CR and cisplatin (a standard cancer drug) were examined for their cytotoxicity on A549 lung cancer cells using the MTS method with a PrestoBlue reagent (Thermo Fisher). The effects of CR and cisplatin at various concentrations (1.5, 5.0, 15, 50, 150, 500, and 1500 ppm) on the A549 cell death after 48 h were evaluated to determine their IC50 values (Figure 1). CR showed cytotoxicity with an IC50 value of 40.94 ppm, higher than the IC50 of cisplatin, which was 10.98 ppm. The cytotoxicity of CR on the lung A549 cancer cells was also higher than that on normal (MRC5) lung cells (unpublished data).

APOPTOTIC ACTIVITY IN FLOW CYTOMETRY ANALYSIS:

Apoptotic activity of CR (0.5, 1, and 2 ppm) and cisplatin (0.5, 1, and 2 ppm) was tested against A549 cancer cell lines using a flow cytometry method (Beckton Dickinson Facslyric) with Annexin V-FITC/PI reagent. All data obtained were analyzed by Flowjo software version 10.5.3. In Figure 2, the colors shown represent cells that absorb fluorescence against Annexin or PI reagents, as recorded by the ultraviolet light. Cisplatin and CR show the fractions of viable (Q4), early apoptotic (Q3), late apoptotic (Q2), and necrotic (Q1) A549 cancer cells.

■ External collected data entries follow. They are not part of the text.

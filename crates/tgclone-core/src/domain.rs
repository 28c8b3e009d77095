/// Telegram user id (numeric).
#[derive(Clone, Copy, Debug, PartialEq, Eq, Hash)]
pub struct UserId(pub i64);

/// Telegram chat id (numeric). Channels use the `-100` prefixed form.
#[derive(Clone, Copy, Debug, PartialEq, Eq, Hash)]
pub struct ChatId(pub i64);

/// Channel-scoped message id. Strictly increasing within a channel.
#[derive(Clone, Copy, Debug, PartialEq, Eq, PartialOrd, Ord, Hash)]
pub struct MessageId(pub i32);

impl std::fmt::Display for MessageId {
    fn fmt(&self, f: &mut std::fmt::Formatter<'_>) -> std::fmt::Result {
        write!(f, "{}", self.0)
    }
}

/// Kind of attached media, as far as re-sending needs to know.
#[derive(Clone, Copy, Debug, PartialEq, Eq)]
pub enum MediaKind {
    Photo,
    Video,
    Audio,
    Voice,
    Animation,
    Document,
}

/// Provider handle for a media payload. Only valid for the current run.
#[derive(Clone, Debug, PartialEq, Eq)]
pub struct MediaRef {
    pub kind: MediaKind,
    pub file_id: String,
    pub file_name: Option<String>,
}

/// What a source message carries. Each variant has exactly one transfer path.
#[derive(Clone, Debug, PartialEq, Eq)]
pub enum MessageBody {
    /// Provider-generated (joins, pins, title changes). Never reproduced.
    Service,
    Text(String),
    Media {
        media: MediaRef,
        caption: Option<String>,
    },
    /// Nothing reproducible (e.g. an unsupported payload without text).
    Empty,
    /// Exists but the provider refuses to expose its content (protected
    /// content, or a service message it cannot tell apart). Reported as a
    /// failure, never recorded.
    Unavailable(String),
}

/// Read-only view of one message in the source channel.
#[derive(Clone, Debug, PartialEq, Eq)]
pub struct SourceMessage {
    pub id: MessageId,
    pub body: MessageBody,
}

impl SourceMessage {
    pub fn text(id: i32, text: &str) -> Self {
        Self {
            id: MessageId(id),
            body: MessageBody::Text(text.to_string()),
        }
    }

    pub fn service(id: i32) -> Self {
        Self {
            id: MessageId(id),
            body: MessageBody::Service,
        }
    }

    pub fn is_service(&self) -> bool {
        matches!(self.body, MessageBody::Service)
    }
}

/// Normalize a channel id to the `-100` prefixed form the Bot API expects.
///
/// `12345` and `-12345` become `-10012345`; already-prefixed ids are unchanged.
pub fn normalize_channel_id(raw: i64) -> ChatId {
    let digits = raw.unsigned_abs().to_string();
    if raw < 0 && digits.starts_with("100") && digits.len() > 3 {
        return ChatId(raw);
    }
    let prefixed = format!("-100{digits}");
    ChatId(prefixed.parse::<i64>().unwrap_or(raw))
}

The viability percentage of cisplatin- and CR-treated A549 cancer cells at every concentration was lower than that of the control (96.85%). The viability percentage of living cells of the CR-treated cells decreased in a concentration-dependent manner and was less than that of the cisplatin-treated cells. CR exhibited apoptotic activity in a concentration-dependent manner that was observed in early and late apoptosis. The cells undergoing apoptosis were found more often in the early phase of apoptosis than in the late phase. The earliest apoptotic fraction of the A549 cells (38.35%) was found at the concentration of 2 ppm of CR. Furthermore, the number of cells undergoing necrosis was much lower than apoptotic cells, indicating that CR may prefer to induce apoptosis rather than necrosis. When compared to cisplatin, CR had stronger apoptotic activity, with the number of apoptotic cells induced being 2.16-fold higher than that with cisplatin (Table 1).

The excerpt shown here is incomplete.